February 2, 2014

RIP

Pete Seeger
May, 1919-Jan. 28, 2014

















Peter Seeger was born in May, 1919, in New York City, into one of the most influential folk music families of the 20th Century. His father, Charles Seeger, was a musicologist, and both of his siblings, Mike and Peggy Seeger, also became musicians. (Mike Seeger was a founding member of the traditionalist folk music revival combo New Lost City Ramblers.) He was also heavily influenced by his stepmother Ruth Crawford Seeger, who was a champion of folk music for children and an innovative composer in her own right.
After high school, Seeger spent two years studying Journalism at Harvard University before dropping out to perform music and explore the arts. He briefly explored painting, dabbling in water colors, before shifting his focus entirely to the banjo and folk music. During a trip to lower Appalachia with his father, Seeger was handed a five-string banjo, frequently considered the "lesser" banjo. Nonetheless, the instrument's high drone string captured Seeger's imagination and became his signature tool.
During the late 1930s, at a migrant union benefit in New York City, he met Woody Guthrie. Seeger immediately recognized Guthrie's incredible talent, and Woody quickly realized Seeger was able to follow along as an accompanist very simply. The two found they had plenty in common both musically and ideologically, and they soon formed a group that came to be known famously as the Almanac Singers.
The Almanacs had a few good years' run before the US entered World War II and several of them were drafted into the war effort. Seeger spent much of his enlistment time down South and out West, entertaining his fellow enlistees on the banjo.
After the War ended, Seeger rejoined his young wife Toshi in New York and started a new group featuring fellow Almanac Lee Hays, called the Weavers. This traditional folk revivalist quartet enjoyed extensive success until being blacklisted for suspected Communist activity during the McCarthy Era. Seeger himself refused to testify in the McCarthy hearings, citing that it would violate his first amendment rights.

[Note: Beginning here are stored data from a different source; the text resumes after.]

//! Utility functions
//!
use std::{
    fs::File,
    io::Cursor,
    path::{Path, PathBuf},
};

use anyhow::{bail, Context, Result};
use reqwest::Client;

use crate::config::ModelSource;

/// Download a file from a URL to a given filepath.
pub async fn download_file(client: &Client, url: &str, filepath: impl AsRef<Path>) -> Result<()> {
    let resp = client.get(url).send().await?.error_for_status()?;

    let mut file = File::create(filepath)?;
    let mut content = Cursor::new(resp.bytes().await?);
    std::io::copy(&mut content, &mut file)?;

    Ok(())
}

/// Directory which downloaded models are kept in.
pub fn model_cache_dir() -> PathBuf {
    dirs::cache_dir()
        .unwrap_or_else(std::env::temp_dir)
        .join("handface")
}

/// File name a downloaded model is stored under.
fn cached_file_name(url: &str) -> Option<&str> {
    url.split(['?', '#'])
        .next()
        .and_then(|url| url.rsplit('/').next())
        .filter(|name| !name.is_empty())
}

/// Resolve a model source to a local file, downloading it on first use.
pub async fn resolve_model_path(source: &ModelSource) -> Result<PathBuf> {
    match source {
        ModelSource::Path(path) => {
            if !path.is_file() {
                bail!("model file {} not found", path.display());
            }
            Ok(path.clone())
        }
        ModelSource::Url(url) => {
            let file_name = cached_file_name(url)
                .with_context(|| format!("cannot derive a file name from {url}"))?;
            let cache_dir = model_cache_dir();
            let filepath = cache_dir.join(file_name);

            if filepath.is_file() {
                log::info!("Using cached model {}", filepath.display());
                return Ok(filepath);
            }

            std::fs::create_dir_all(&cache_dir)
                .with_context(|| format!("failed to create {}", cache_dir.display()))?;

            log::info!("Downloading model from {} to {}", url, filepath.display());
            // Only a complete download ends up under the cached name
            let partial = filepath.with_extension("part");
            download_file(&Client::new(), url, &partial)
                .await
                .with_context(|| format!("failed to download model from {url}"))?;
            std::fs::rename(&partial, &filepath)?;

            Ok(filepath)
        }
    }
}

#[cfg(test)]
mod test {
    use super::*;

    #[test]
    fn file_name_from_url() {
        assert_eq!(
            cached_file_name("https://example.com/models/hand_face.onnx?raw=1"),
            Some("hand_face.onnx")
        );
        assert_eq!(cached_file_name("https://example.com/models/"), None);
    }

    #[tokio::test]
    async fn missing_local_model_is_an_error() {
        let source = ModelSource::Path("does/not/exist.onnx".into());
        assert!(resolve_model_path(&source).await.is_err());
    }
}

Fresh from the stress and frustration of blacklisting, Seeger was not swayed away from music. In fact, he came out of the debacle even more convinced that music was one of the surest ways toward a better world. So, in the late 1950s, Pete Seeger began his solo career. He became well-known as a topical songwriter and activist folksinger. He began performing "We Shall Overcome" - a song he'd learned in the mid-1940s from Zilphia Horton at the Highlander Folk School. It was one of Zilphia's favorite songs and she had been teaching it to labor activists for some time. Seeger adapted her version of the song - which had a looser rhythm structure and repeated the phrase "We Will Overcome". He moved the rhythm to a marching triplet and changed the "will" to "shall", saying the latter allowed your mouth to open up a little wider, to sing more strongly.
Together with his friend Lee Hays, he wrote "If I Had a Hammer" and also penned "Turn, Turn, Turn" based on a Bible verse at a time when he was being accused of being a godless Communist. All these songs have long since become anthems for peace movements and civil rights.

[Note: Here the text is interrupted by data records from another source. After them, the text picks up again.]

//! Emoji overlay showing the winning class.
//!
use serde::Serialize;

use crate::{labels::Label, pipeline::ClassProbability};

/// Raised hand with fingers splayed.
pub const HAND_EMOJI: char = '\u{1F590}';
/// Man.
pub const FACE_EMOJI: char = '\u{1F468}';

/// Glyph and the two mutually exclusive `left`/`right` styles of the overlay.
#[derive(Debug, Clone, Default, PartialEq, Eq, Serialize)]
pub struct EmojiDisplay {
    pub glyph: String,
    pub left: bool,
    pub right: bool,
}

impl EmojiDisplay {
    /// Show the first-ranked label if it strictly beats the second one.
    ///
    /// Exact ties, and lists with fewer than two entries, leave the display as it is. Returns
    /// the label shown, if any.
    pub fn apply(&mut self, classes: &[ClassProbability]) -> Option<Label> {
        let (first, second) = match classes {
            [first, second, ..] => (first, second),
            _ => return None,
        };
        // Strict comparison, so ties and NaN scores never update the display
        let winner = match first.probability > second.probability {
            true => first.label,
            false => {
                log::debug!(
                    "No clear winner between {} and {}, keeping display",
                    first.label,
                    second.label
                );
                return None;
            }
        };

        match winner {
            Label::Hand => {
                log::info!("Hand");
                self.glyph = HAND_EMOJI.to_string();
                self.left = true;
                self.right = false;
            }
            Label::Face => {
                log::info!("Face");
                self.glyph = FACE_EMOJI.to_string();
                self.left = false;
                self.right = true;
            }
        }

        Some(winner)
    }
}

#[cfg(test)]
mod test {
    use super::*;

    fn ranked(first: (Label, f32), second: (Label, f32)) -> Vec<ClassProbability> {
        vec![
            ClassProbability {
                label: first.0,
                probability: first.1,
            },
            ClassProbability {
                label: second.0,
                probability: second.1,
            },
        ]
    }

    #[test]
    fn hand_goes_left() {
        let mut display = EmojiDisplay::default();
        let shown = display.apply(&ranked((Label::Hand, 0.9), (Label::Face, 0.1)));

        assert_eq!(shown, Some(Label::Hand));
        assert_eq!(display.glyph, "\u{1F590}");
        assert!(display.left);
        assert!(!display.right);
    }

    #[test]
    fn face_goes_right() {
        let mut display = EmojiDisplay::default();
        display.apply(&ranked((Label::Hand, 0.9), (Label::Face, 0.1)));
        let shown = display.apply(&ranked((Label::Face, 0.8), (Label::Hand, 0.2)));

        assert_eq!(shown, Some(Label::Face));
        assert_eq!(display.glyph, "\u{1F468}");
        assert!(!display.left);
        assert!(display.right);
    }

    #[test]
    fn tie_keeps_previous_state() {
        let mut display = EmojiDisplay::default();
        display.apply(&ranked((Label::Face, 0.8), (Label::Hand, 0.2)));
        let before = display.clone();

        let shown = display.apply(&ranked((Label::Hand, 0.3), (Label::Face, 0.3)));
        assert_eq!(shown, None);
        assert_eq!(display, before);
    }

    #[test]
    fn single_entry_is_ignored() {
        let mut display = EmojiDisplay::default();
        let single = [ClassProbability {
            label: Label::Hand,
            probability: 1.0,
        }];

        assert_eq!(display.apply(&single), None);
        assert_eq!(display, EmojiDisplay::default());
    }
}
//! Sensors module.
//!
//! Camera capture and the video surface the live stream is bound to. The surface keeps the
//! latest frame and a playback state modelled on an HTML video element, so callers can tell
//! whether there is a live picture to classify.
use std::{
    sync::{
        atomic::{AtomicBool, Ordering},
        Arc, Mutex, MutexGuard, PoisonError,
    },
    thread::JoinHandle,
    time::{Duration, Instant},
};

use anyhow::{anyhow, Context, Result};
use bytes::Bytes;
use image::{Rgb, RgbImage};
use rscam::{Camera, Config};
use serde::Serialize;
use tokio::sync::watch;

use crate::{
    config::{CameraConfig, CameraSource},
    meter::METER,
};

/// Blocking capture of the next encoded frame. `None` signals a failed capture.
pub type CaptureFn = Box<dyn FnMut() -> Option<Bytes> + Send>;

/// Consecutive failed captures after which a stream counts as ended.
const MAX_CAPTURE_FAILURES: u32 = 30;

/// Open a video device on a Linux machine and return a capture function for it.
pub fn open_camera(config: &CameraConfig) -> Result<CaptureFn> {
    let mut cam = Camera::new(&config.device)
        .with_context(|| format!("failed to open camera {}", config.device))?;
    log_supported_formats(&cam, &config.format);
    let format = config.format.as_bytes();

    log::info!("Using camera {}", config.device);

    let resolution = config
        .resolution
        .map(Ok)
        .unwrap_or_else(|| get_max_resolution(&cam, format))?;

    let frame_rate = config
        .frame_rate
        .map(Ok)
        .unwrap_or_else(|| get_max_frame_rate(&cam, format, resolution))?;

    log::info!(
        "Capturing {}x{} {} frames every {}/{} s",
        resolution.0,
        resolution.1,
        config.format,
        frame_rate.0,
        frame_rate.1
    );

    cam.start(&Config {
        interval: frame_rate,
        resolution,
        format,
        ..Default::default()
    })?;

    let callback = move || match cam.capture() {
        Ok(frame) => Some(Bytes::copy_from_slice(&frame[..])),
        Err(err) => {
            log::debug!("Capture failed: {}", err);
            None
        }
    };
    Ok(Box::new(callback))
}

/// Capture function repeating one encoded frame at `fps` frames per second.
pub fn still_capture_fn(frame: Bytes, fps: u32) -> CaptureFn {
    let interval = Duration::from_secs(1) / fps.max(1);
    Box::new(move || {
        std::thread::sleep(interval);
        Some(frame.clone())
    })
}

/// Encoded 640x480 color gradient standing in for a camera picture.
pub fn test_pattern_jpeg() -> Result<Bytes> {
    let image = RgbImage::from_fn(640, 480, |x, y| {
        Rgb([(x * 255 / 639) as u8, (y * 255 / 479) as u8, 128])
    });
    let jpeg = turbojpeg::compress_image(&image, 90, turbojpeg::Subsamp::Sub2x2)?;

    Ok(Bytes::copy_from_slice(&jpeg))
}

/// Get the maximum supported resolution for the given format.
fn get_max_resolution(cam: &Camera, format: &[u8]) -> Result<(u32, u32)> {
    let resolution_info = cam.resolutions(format)?;
    log::debug!("Found resolutions: {:?}", &resolution_info);
    match resolution_info {
        rscam::ResolutionInfo::Discretes(resolutions) => resolutions
            .into_iter()
            // Highest resolution in terms of number of pixels
            .max_by_key(|(width, height)| width * height),
        rscam::ResolutionInfo::Stepwise { max, .. } => Some(max),
    }
    .ok_or_else(|| anyhow!("No resolution found"))
}

/// Get the maximum supported frame rate for the given format and resolution.
///
/// Frame rates are given as capture intervals `(numerator, denominator)` in seconds.
fn get_max_frame_rate(cam: &Camera, format: &[u8], resolution: (u32, u32)) -> Result<(u32, u32)> {
    let interval_info = cam.intervals(format, resolution)?;
    log::debug!("Found frame rates: {:?}", &interval_info);
    match interval_info {
        rscam::IntervalInfo::Discretes(intervals) => intervals
            .into_iter()
            .filter(|(numerator, _)| *numerator > 0)
            // Shortest interval is the highest frame rate
            .max_by(|a, b| {
                let fps_a = a.1 as f32 / a.0 as f32;
                let fps_b = b.1 as f32 / b.0 as f32;
                fps_a.total_cmp(&fps_b)
            }),
        // `min` is the shortest interval
        rscam::IntervalInfo::Stepwise { min, .. } => Some(min),
    }
    .ok_or_else(|| anyhow!("No frame rate found"))
}

fn log_supported_formats(cam: &Camera, format: &str) {
    let formats: Vec<_> = cam.formats().filter_map(|fmt| fmt.ok()).collect();
    log::debug!(
        "Supported formats: {:?}, using format {:?}",
        formats,
        format
    );
}

/// How much data a video surface holds, ordered like `HTMLMediaElement.readyState`.
#[derive(Debug, Clone, Copy, PartialEq, Eq, PartialOrd, Ord, Serialize)]
#[serde(rename_all = "snake_case")]
pub enum ReadyState {
    HaveNothing = 0,
    HaveMetadata = 1,
    HaveCurrentData = 2,
    HaveFutureData = 3,
    HaveEnoughData = 4,
}

/// Snapshot of the playback of a video surface.
#[derive(Debug, Clone, Copy, PartialEq, Serialize)]
pub struct PlaybackState {
    /// Seconds between the first and the latest shown frame.
    pub current_time: f64,
    pub paused: bool,
    pub ended: bool,
    pub ready_state: ReadyState,
}

/// Whether a video shows a live picture which can be read.
pub fn is_video_playing(state: &PlaybackState) -> bool {
    state.current_time > 0.0
        && !state.paused
        && !state.ended
        && state.ready_state > ReadyState::HaveCurrentData
}

#[derive(Debug, Default)]
struct Playback {
    bound: bool,
    paused: bool,
    ended: bool,
    frames: u64,
    first_frame: Option<Instant>,
    last_frame: Option<Instant>,
}

impl Playback {
    fn record_frame(&mut self) {
        let now = Instant::now();
        self.first_frame.get_or_insert(now);
        self.last_frame = Some(now);
        self.frames += 1;
    }

    fn state(&self) -> PlaybackState {
        let ready_state = match (self.bound, self.frames) {
            (false, _) => ReadyState::HaveNothing,
            (true, 0) => ReadyState::HaveMetadata,
            (true, 1) => ReadyState::HaveCurrentData,
            (true, 2) => ReadyState::HaveFutureData,
            (true, _) => ReadyState::HaveEnoughData,
        };
        let current_time = match (self.first_frame, self.last_frame) {
            (Some(first), Some(last)) => last.duration_since(first).as_secs_f64(),
            _ => 0.0,
        };

        PlaybackState {
            current_time,
            paused: self.paused,
            ended: self.ended,
            ready_state,
        }
    }
}

fn lock<T>(mutex: &Mutex<T>) -> MutexGuard<'_, T> {
    mutex.lock().unwrap_or_else(PoisonError::into_inner)
}

struct BoundStream {
    stop: Arc<AtomicBool>,
    handle: JoinHandle<()>,
}

/// Sink of a camera stream, exposing the current frame.
pub struct VideoSurface {
    frames: Arc<watch::Sender<Option<Bytes>>>,
    playback: Arc<Mutex<Playback>>,
    stream: Mutex<Option<BoundStream>>,
}

impl VideoSurface {
    pub fn new() -> Self {
        let (frames, _) = watch::channel(None);
        Self {
            frames: Arc::new(frames),
            playback: Arc::new(Mutex::new(Playback::default())),
            stream: Mutex::new(None),
        }
    }

    /// Open the configured camera and bind its stream.
    ///
    /// Failures are logged and leave the surface unbound.
    pub fn init_cam(&self, config: &CameraConfig) -> bool {
        match open_camera(config) {
            Ok(capture) => {
                self.bind(capture);
                true
            }
            Err(err) => {
                log::error!("Something went wrong with the webcam: {:#}", err);
                false
            }
        }
    }

    /// Bind the stream of a camera source. Failures are logged and leave the surface unbound.
    pub fn init_source(&self, source: &CameraSource) -> bool {
        match source {
            CameraSource::Device(config) => self.init_cam(config),
            CameraSource::TestPattern => match test_pattern_jpeg() {
                Ok(frame) => {
                    self.bind(still_capture_fn(frame, 30));
                    true
                }
                Err(err) => {
                    log::error!("Failed to render test pattern: {:#}", err);
                    false
                }
            },
        }
    }

    /// Bind a stream to the surface, replacing a bound one.
    pub fn bind(&self, capture: CaptureFn) {
        // Slot stays locked until the new stream is stored
        let mut slot = lock(&self.stream);
        if let Some(previous) = slot.take() {
            self.release(previous);
        }
        *lock(&self.playback) = Playback {
            bound: true,
            ..Default::default()
        };

        let stop = Arc::new(AtomicBool::new(false));
        let handle = {
            let stop = Arc::clone(&stop);
            let frames = Arc::clone(&self.frames);
            let playback = Arc::clone(&self.playback);
            std::thread::spawn(move || capture_loop(capture, stop, frames, playback))
        };

        *slot = Some(BoundStream { stop, handle });
        log::info!("Camera stream bound");
    }

    /// Stop the bound stream and release the camera.
    ///
    /// Returns `false` if there was no stream to stop.
    pub fn stop_cam(&self) -> bool {
        let stopped = self.unbind();
        match stopped {
            true => log::info!("Camera stream stopped"),
            false => log::warn!("No camera stream bound, nothing to stop"),
        }
        stopped
    }

    fn unbind(&self) -> bool {
        let stream = lock(&self.stream).take();
        match stream {
            Some(stream) => {
                self.release(stream);
                true
            }
            None => false,
        }
    }

    /// Stop and join a capture thread, then reset playback and the frame binding.
    fn release(&self, stream: BoundStream) {
        let BoundStream { stop, handle } = stream;
        stop.store(true, Ordering::Relaxed);
        if handle.join().is_err() {
            log::error!("Capture thread panicked");
        }

        *lock(&self.playback) = Playback {
            ended: true,
            ..Default::default()
        };
        self.frames.send_replace(None);
    }

    pub fn is_bound(&self) -> bool {
        lock(&self.stream).is_some()
    }

    /// Stop showing new frames. The current frame stays readable.
    pub fn pause(&self) {
        lock(&self.playback).paused = true;
    }

    pub fn play(&self) {
        lock(&self.playback).paused = false;
    }

    pub fn playback(&self) -> PlaybackState {
        lock(&self.playback).state()
    }

    pub fn is_playing(&self) -> bool {
        is_video_playing(&self.playback())
    }

    /// The latest frame shown, encoded as captured.
    pub fn current_frame(&self) -> Option<Bytes> {
        self.frames.borrow().clone()
    }

    /// Receive every new frame shown on the surface.
    pub fn subscribe(&self) -> watch::Receiver<Option<Bytes>> {
        self.frames.subscribe()
    }
}

impl Default for VideoSurface {
    fn default() -> Self {
        Self::new()
    }
}

impl Drop for VideoSurface {
    fn drop(&mut self) {
        self.unbind();
    }
}

fn capture_loop(
    mut capture: CaptureFn,
    stop: Arc<AtomicBool>,
    frames: Arc<watch::Sender<Option<Bytes>>>,
    playback: Arc<Mutex<Playback>>,
) {
    let mut failures = 0;
    while !stop.load(Ordering::Relaxed) {
        match capture() {
            Some(frame) => {
                failures = 0;
                METER.tick_captured();

                let mut playback = lock(&playback);
                if !playback.paused {
                    playback.record_frame();
                    frames.send_replace(Some(frame));
                }
            }
            None => {
                failures += 1;
                if failures >= MAX_CAPTURE_FAILURES {
                    log::error!("Camera stopped delivering frames, ending stream");
                    frames.send_replace(None);
                    lock(&playback).ended = true;
                    break;
                }
                log::warn!("Unable to capture frame, trying again...");
            }
        }
    }
}
use std::path::Path;

use anyhow::{anyhow, bail, Context, Result};
use tract_onnx::prelude::*;

use crate::{config::ModelSource, utils::resolve_model_path};

type NnModel = SimplePlan<TypedFact, Box<dyn TypedOp>, Graph<TypedFact, Box<dyn TypedOp>>>;

/// Image classifier producing one raw score per class.
pub trait Classifier: Send + Sync {
    /// Run the model on a `(1, height, width, 3)` input.
    fn predict(&self, input: Tensor) -> Result<Vec<f32>>;
}

/// Hand/face classifier exported to ONNX, taking NHWC input in `[0, 1]`.
pub struct OnnxClassifier {
    model: NnModel,
}

impl OnnxClassifier {
    pub fn load(path: impl AsRef<Path>, image_size: usize) -> Result<Self> {
        let path = path.as_ref();
        let input_fact = InferenceFact::dt_shape(
            f32::datum_type(),
            tvec!(1, image_size, image_size, 3),
        );
        let model = tract_onnx::onnx()
            .model_for_path(path)
            .with_context(|| format!("failed to read model {}", path.display()))?
            .with_input_fact(0, input_fact)?
            .into_optimized()?
            .into_runnable()?;

        log::info!("Loaded model {}", path.display());

        Ok(Self { model })
    }
}

impl Classifier for OnnxClassifier {
    fn predict(&self, input: Tensor) -> Result<Vec<f32>> {
        let outputs = self.model.run(tvec!(input.into()))?;
        let scores = outputs
            .first()
            .ok_or_else(|| anyhow!("model produced no output"))?
            .to_array_view::<f32>()?
            .iter()
            .copied()
            .collect();

        Ok(scores)
    }
}

/// Fetch the model if needed and load it off the async runtime.
pub async fn load_onnx(source: &ModelSource, image_size: usize) -> Result<Box<dyn Classifier>> {
    let path = resolve_model_path(source).await?;
    let classifier =
        tokio::task::spawn_blocking(move || OnnxClassifier::load(path, image_size)).await??;

    Ok(Box::new(classifier))
}

/// Run one throwaway inference on an all-zero input and return the number of class scores.
///
/// The first run of a freshly loaded model pays for lazy allocations, so this keeps that cost
/// out of the first user-facing prediction.
pub fn warmup(classifier: &dyn Classifier, image_size: usize) -> Result<usize> {
    let zeros = Tensor::zero::<f32>(&[1, image_size, image_size, 3])?;
    let scores = classifier.predict(zeros)?;
    log::debug!("Warmup produced {} class scores", scores.len());

    Ok(scores.len())
}

/// Classifier returning the same scores for every input.
pub struct FixedScoresClassifier {
    scores: Vec<f32>,
}

impl FixedScoresClassifier {
    pub fn new(scores: Vec<f32>) -> Self {
        Self { scores }
    }
}

impl Classifier for FixedScoresClassifier {
    fn predict(&self, input: Tensor) -> Result<Vec<f32>> {
        match input.shape() {
            [1, _, _, 3] => Ok(self.scores.clone()),
            shape => bail!("unexpected input shape {:?}", shape),
        }
    }
}

#[cfg(test)]
mod test {
    use super::*;
    use crate::preproc::IMAGE_SIZE;

    #[test]
    fn warmup_reports_output_len() -> Result<()> {
        let classifier = FixedScoresClassifier::new(vec![0.5, 0.5]);
        assert_eq!(warmup(&classifier, IMAGE_SIZE)?, 2);

        Ok(())
    }

    #[test]
    fn fixed_scores_reject_unbatched_input() -> Result<()> {
        let classifier = FixedScoresClassifier::new(vec![1.0, 0.0]);
        let input = Tensor::zero::<f32>(&[IMAGE_SIZE, IMAGE_SIZE, 3])?;
        assert!(classifier.predict(input).is_err());

        Ok(())
    }

    #[test]
    fn missing_model_file_fails_to_load() {
        let result = OnnxClassifier::load("does/not/exist.onnx", IMAGE_SIZE);
        assert!(result.is_err());
    }
}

Seeger has released dozens of records during the course of his extensive and inspiring career, and has received the Kennedy Center Honor Award, National Medal of Arts, and was inducted into the Rock and Roll Hall of Fame in 1996. He continued to perform with his grandson Tao Rodriguez-Seeger and children's groups across the country until he was 94 years old. In early 2014, it was announced that Seeger would be awarded the first ever Woody Guthrie Prize for his contributions to the world of citizenship and music. Seeger died in New York City at the age of 94 on Jan. 28, 2014.